### WORK REQUIRED
Copy out every entry, keeping each character the same.

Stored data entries
************

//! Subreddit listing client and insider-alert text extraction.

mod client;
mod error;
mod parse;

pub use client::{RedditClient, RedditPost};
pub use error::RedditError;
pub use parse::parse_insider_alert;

************

### WRITTEN ANSWER
//! Subreddit listing client and insider-alert text extraction.

mod client;
mod error;
mod parse;

pub use client::{RedditClient, RedditPost};
pub use error::RedditError;
pub use parse::parse_insider_alert;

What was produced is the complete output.